§ The task
Your answer should be exactly the lines from the one that contains "assert_eq!(diagnostics.len(), 2);" through the final line of the entries below, and nothing else.

BEGIN Given information

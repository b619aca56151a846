use serde::{Deserialize, Serialize};
use std::fmt;
use uuid::Uuid;

/// Exercise difficulty tiers
/// Harder exercises get a proportionally larger execution budget
#[derive(Debug, Clone, Copy, PartialEq, Eq, Hash, Serialize, Deserialize)]
#[serde(rename_all = "lowercase")]
pub enum Difficulty {
    Easy,
    Medium,
    Hard,
}

impl Difficulty {
    /// Returns all difficulty variants
    /// Single source of truth for the tiers the grader understands
    pub fn all_variants() -> &'static [Difficulty] {
        &[Difficulty::Easy, Difficulty::Medium, Difficulty::Hard]
    }

    /// Parse a difficulty from string (case-insensitive)
    pub fn from_str(s: &str) -> Option<Difficulty> {
        match s.to_lowercase().as_str() {
            "easy" => Some(Difficulty::Easy),
            "medium" => Some(Difficulty::Medium),
            "hard" => Some(Difficulty::Hard),
            _ => None,
        }
    }

    /// Wall-clock budget multiplier applied to the configured base budget
    pub fn budget_multiplier(&self) -> u64 {
        match self {
            Difficulty::Easy => 1,
            Difficulty::Medium => 2,
            Difficulty::Hard => 3,
        }
    }
}

impl fmt::Display for Difficulty {
    fn fmt(&self, f: &mut fmt::Formatter<'_>) -> fmt::Result {
        match self {
            Difficulty::Easy => write!(f, "easy"),
            Difficulty::Medium => write!(f, "medium"),
            Difficulty::Hard => write!(f, "hard"),
        }
    }
}

/// Exercise Definition (Immutable Input)
/// Created from static configuration and never mutated at runtime.
/// `solution_code` must grade as passing through the same pipeline
/// that grades learner submissions - that is the publishing gate.
#[derive(Debug, Clone, Serialize, Deserialize)]
pub struct Exercise {
    #[serde(default = "Uuid::new_v4")]
    pub id: Uuid,
    pub slug: String,
    pub title: String,
    pub starter_code: String,
    pub solution_code: String,
    pub test_script: String,
    pub difficulty: Difficulty,
    pub point_value: u32,
}

/// Attempt State Machine
/// One grading run moves strictly forward through these states;
/// `Concluded` is terminal and the Verdict carries the outcome.
#[derive(Debug, Clone, Copy, PartialEq, Eq, Serialize, Deserialize)]
#[serde(rename_all = "lowercase")]
pub enum AttemptStatus {
    Idle,
    Compiling,
    Mounting,
    Asserting,
    Concluded,
}

/// Position in the submitted source, 1-based
#[derive(Debug, Clone, Copy, PartialEq, Eq, Serialize, Deserialize)]
pub struct SourceLocation {
    pub line: u32,
    pub column: u32,
}

impl fmt::Display for SourceLocation {
    fn fmt(&self, f: &mut fmt::Formatter<'_>) -> fmt::Result {
        write!(f, "line {}, column {}", self.line, self.column)
    }
}

/// One failed expectation from the assertion script
/// All three fields are pre-rendered strings so the failure can be
/// shown to the learner verbatim.
#[derive(Debug, Clone, PartialEq, Eq, Serialize, Deserialize)]
pub struct AssertionFailure {
    pub expression: String,
    pub expected: String,
    pub actual: String,
}

impl fmt::Display for AssertionFailure {
    fn fmt(&self, f: &mut fmt::Formatter<'_>) -> fmt::Result {
        write!(
            f,
            "{}: expected {}, got {}",
            self.expression, self.expected, self.actual
        )
    }
}

/// Terminal outcome of an Attempt
///
/// ## Surfacing rules:
/// - CompileError / RuntimeError: shown verbatim (they originate from
///   the learner's own code)
/// - AssertionsFailed: shown as a structured list, every failure included
/// - Timeout: shown as a short non-technical message, no partial results
#[derive(Debug, Clone, PartialEq, Serialize, Deserialize)]
#[serde(tag = "kind", rename_all = "snake_case")]
pub enum Outcome {
    Passed,
    CompileError {
        message: String,
        #[serde(skip_serializing_if = "Option::is_none")]
        location: Option<SourceLocation>,
    },
    RuntimeError {
        message: String,
    },
    AssertionsFailed {
        failures: Vec<AssertionFailure>,
    },
    Timeout,
}

impl Outcome {
    /// Stable label for logs and metrics
    pub fn kind(&self) -> &'static str {
        match self {
            Outcome::Passed => "passed",
            Outcome::CompileError { .. } => "compile_error",
            Outcome::RuntimeError { .. } => "runtime_error",
            Outcome::AssertionsFailed { .. } => "assertions_failed",
            Outcome::Timeout => "timeout",
        }
    }
}

/// Kind tag for a learner-facing diagnostic line
#[derive(Debug, Clone, Copy, PartialEq, Eq, Serialize, Deserialize)]
#[serde(rename_all = "lowercase")]
pub enum DiagnosticKind {
    Compile,
    Runtime,
    Assertion,
    Timeout,
}

/// One learner-facing diagnostic line, as delivered to the result callback
#[derive(Debug, Clone, PartialEq, Eq, Serialize, Deserialize)]
pub struct Diagnostic {
    pub kind: DiagnosticKind,
    pub message: String,
}

/// Verdict (Immutable Output)
/// The final result of one Attempt. Handed to the caller-supplied
/// callback and to the UI; never mutated after production.
#[derive(Debug, Clone, PartialEq, Serialize, Deserialize)]
pub struct Verdict {
    pub attempt_id: Uuid,
    pub generation: u64,
    pub outcome: Outcome,
    pub elapsed_ms: u64,
}

impl Verdict {
    pub fn passed(&self) -> bool {
        matches!(self.outcome, Outcome::Passed)
    }

    /// Render the outcome as learner-facing diagnostics
    ///
    /// Compile and runtime messages are passed through verbatim; a
    /// timeout is reported generically because the state at forced
    /// termination is not trustworthy.
    pub fn diagnostics(&self) -> Vec<Diagnostic> {
        match &self.outcome {
            Outcome::Passed => Vec::new(),
            Outcome::CompileError { message, location } => {
                let message = match location {
                    Some(loc) => format!("{} ({})", message, loc),
                    None => message.clone(),
                };
                vec![Diagnostic {
                    kind: DiagnosticKind::Compile,
                    message,
                }]
            }
            Outcome::RuntimeError { message } => vec![Diagnostic {
                kind: DiagnosticKind::Runtime,
                message: message.clone(),
            }],
            Outcome::AssertionsFailed { failures } => failures
                .iter()
                .map(|f| Diagnostic {
                    kind: DiagnosticKind::Assertion,
                    message: f.to_string(),
                })
                .collect(),
            Outcome::Timeout => vec![Diagnostic {
                kind: DiagnosticKind::Timeout,
                message: "Your code took too long to run. Check for loops that never finish."
                    .to_string(),
            }],
        }
    }
}

#[cfg(test)]
mod tests {
    use super::*;

    #[test]
    fn test_difficulty_serialization() {
        let d = Difficulty::Medium;
        let json = serde_json::to_string(&d).unwrap();
        assert_eq!(json, "\"medium\"");

        let deserialized: Difficulty = serde_json::from_str(&json).unwrap();
        assert_eq!(deserialized, Difficulty::Medium);
    }

    #[test]
    fn test_difficulty_from_str() {
        assert_eq!(Difficulty::from_str("easy"), Some(Difficulty::Easy));
        assert_eq!(Difficulty::from_str("HARD"), Some(Difficulty::Hard));
        assert_eq!(Difficulty::from_str("impossible"), None);
    }

    #[test]
    fn test_difficulty_budget_multiplier_ordering() {
        let mut last = 0;
        for d in Difficulty::all_variants() {
            assert!(d.budget_multiplier() > last);
            last = d.budget_multiplier();
        }
    }

    #[test]
    fn test_exercise_deserializes_without_id() {
        let json = r#"{
            "slug": "intro-heading",
            "title": "Your first heading",
            "starter_code": "export default fn App() { <div></div> }",
            "solution_code": "export default fn App() { <h1>\"hi\"</h1> }",
            "test_script": "expect(exists(\"h1\")).toBeTruthy()",
            "difficulty": "easy",
            "point_value": 10
        }"#;

        let exercise: Exercise = serde_json::from_str(json).unwrap();
        assert_eq!(exercise.slug, "intro-heading");
        assert_eq!(exercise.difficulty, Difficulty::Easy);
        assert_eq!(exercise.point_value, 10);
    }

    #[test]
    fn test_outcome_serialization_is_tagged() {
        let outcome = Outcome::CompileError {
            message: "unexpected token `}`".to_string(),
            location: Some(SourceLocation { line: 3, column: 1 }),
        };
        let json = serde_json::to_string(&outcome).unwrap();
        assert!(json.contains("\"kind\":\"compile_error\""));
        assert!(json.contains("unexpected token"));

        let roundtrip: Outcome = serde_json::from_str(&json).unwrap();
        assert_eq!(roundtrip, outcome);
    }

    #[test]
    fn test_outcome_kind_labels() {
        assert_eq!(Outcome::Passed.kind(), "passed");
        assert_eq!(Outcome::Timeout.kind(), "timeout");
        assert_eq!(
            Outcome::AssertionsFailed { failures: vec![] }.kind(),
            "assertions_failed"
        );
    }

    #[test]
    fn test_verdict_passed() {
        let verdict = Verdict {
            attempt_id: Uuid::new_v4(),
            generation: 1,
            outcome: Outcome::Passed,
            elapsed_ms: 12,
        };
        assert!(verdict.passed());
        assert!(verdict.diagnostics().is_empty());
    }

    #[test]
    fn test_verdict_diagnostics_enumerate_assertion_failures() {
        let verdict = Verdict {
            attempt_id: Uuid::new_v4(),
            generation: 2,
            outcome: Outcome::AssertionsFailed {
                failures: vec![
                    AssertionFailure {
                        expression: "expect(exists(\"h1\")).toBeTruthy()".to_string(),
                        expected: "a truthy value".to_string(),
                        actual: "false".to_string(),
                    },
                    AssertionFailure {
                        expression: "expect(count(\"p\")).toBe(1)".to_string(),
                        expected: "1".to_string(),
                        actual: "0".to_string(),
                    },
                ],
            },
            elapsed_ms: 30,
        };

        let diagnostics = verdict.diagnostics();
        assert_eq!(diagnostics.len(), 2);
        assert_eq!(diagnostics[0].kind, DiagnosticKind::Assertion);
        assert!(diagnostics[0].message.contains("a truthy value"));
        assert!(diagnostics[1].message.contains("expected 1, got 0"));
    }

    #[test]
    fn test_timeout_diagnostic_is_generic() {
        let verdict = Verdict {
            attempt_id: Uuid::new_v4(),
            generation: 1,
            outcome: Outcome::Timeout,
            elapsed_ms: 2000,
        };
        let diagnostics = verdict.diagnostics();
        assert_eq!(diagnostics.len(), 1);
        assert_eq!(diagnostics[0].kind, DiagnosticKind::Timeout);
        // No internals leak into the timeout message
        assert!(!diagnostics[0].message.contains("watchdog"));
    }

    #[test]
    fn test_compile_error_diagnostic_includes_location() {
        let verdict = Verdict {
            attempt_id: Uuid::new_v4(),
            generation: 1,
            outcome: Outcome::CompileError {
                message: "unterminated string literal".to_string(),
                location: Some(SourceLocation { line: 2, column: 9 }),
            },
            elapsed_ms: 1,
        };
        let diagnostics = verdict.diagnostics();
        assert_eq!(diagnostics[0].kind, DiagnosticKind::Compile);
        assert!(diagnostics[0].message.contains("line 2, column 9"));
    }
}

END Given information

§ Solution to the exercise
        assert_eq!(diagnostics.len(), 2);
        assert_eq!(diagnostics[0].kind, DiagnosticKind::Assertion);
        assert!(diagnostics[0].message.contains("a truthy value"));
        assert!(diagnostics[1].message.contains("expected 1, got 0"));
    }

    #[test]
    fn test_timeout_diagnostic_is_generic() {
        let verdict = Verdict {
            attempt_id: Uuid::new_v4(),
            generation: 1,
            outcome: Outcome::Timeout,
            elapsed_ms: 2000,
        };
        let diagnostics = verdict.diagnostics();
        assert_eq!(diagnostics.len(), 1);
        assert_eq!(diagnostics[0].kind, DiagnosticKind::Timeout);
        // No internals leak into the timeout message
        assert!(!diagnostics[0].message.contains("watchdog"));
    }

    #[test]
    fn test_compile_error_diagnostic_includes_location() {
        let verdict = Verdict {
            attempt_id: Uuid::new_v4(),
            generation: 1,
            outcome: Outcome::CompileError {
                message: "unterminated string literal".to_string(),
                location: Some(SourceLocation { line: 2, column: 9 }),
            },
            elapsed_ms: 1,
        };
        let diagnostics = verdict.diagnostics();
        assert_eq!(diagnostics[0].kind, DiagnosticKind::Compile);
        assert!(diagnostics[0].message.contains("line 2, column 9"));
    }
}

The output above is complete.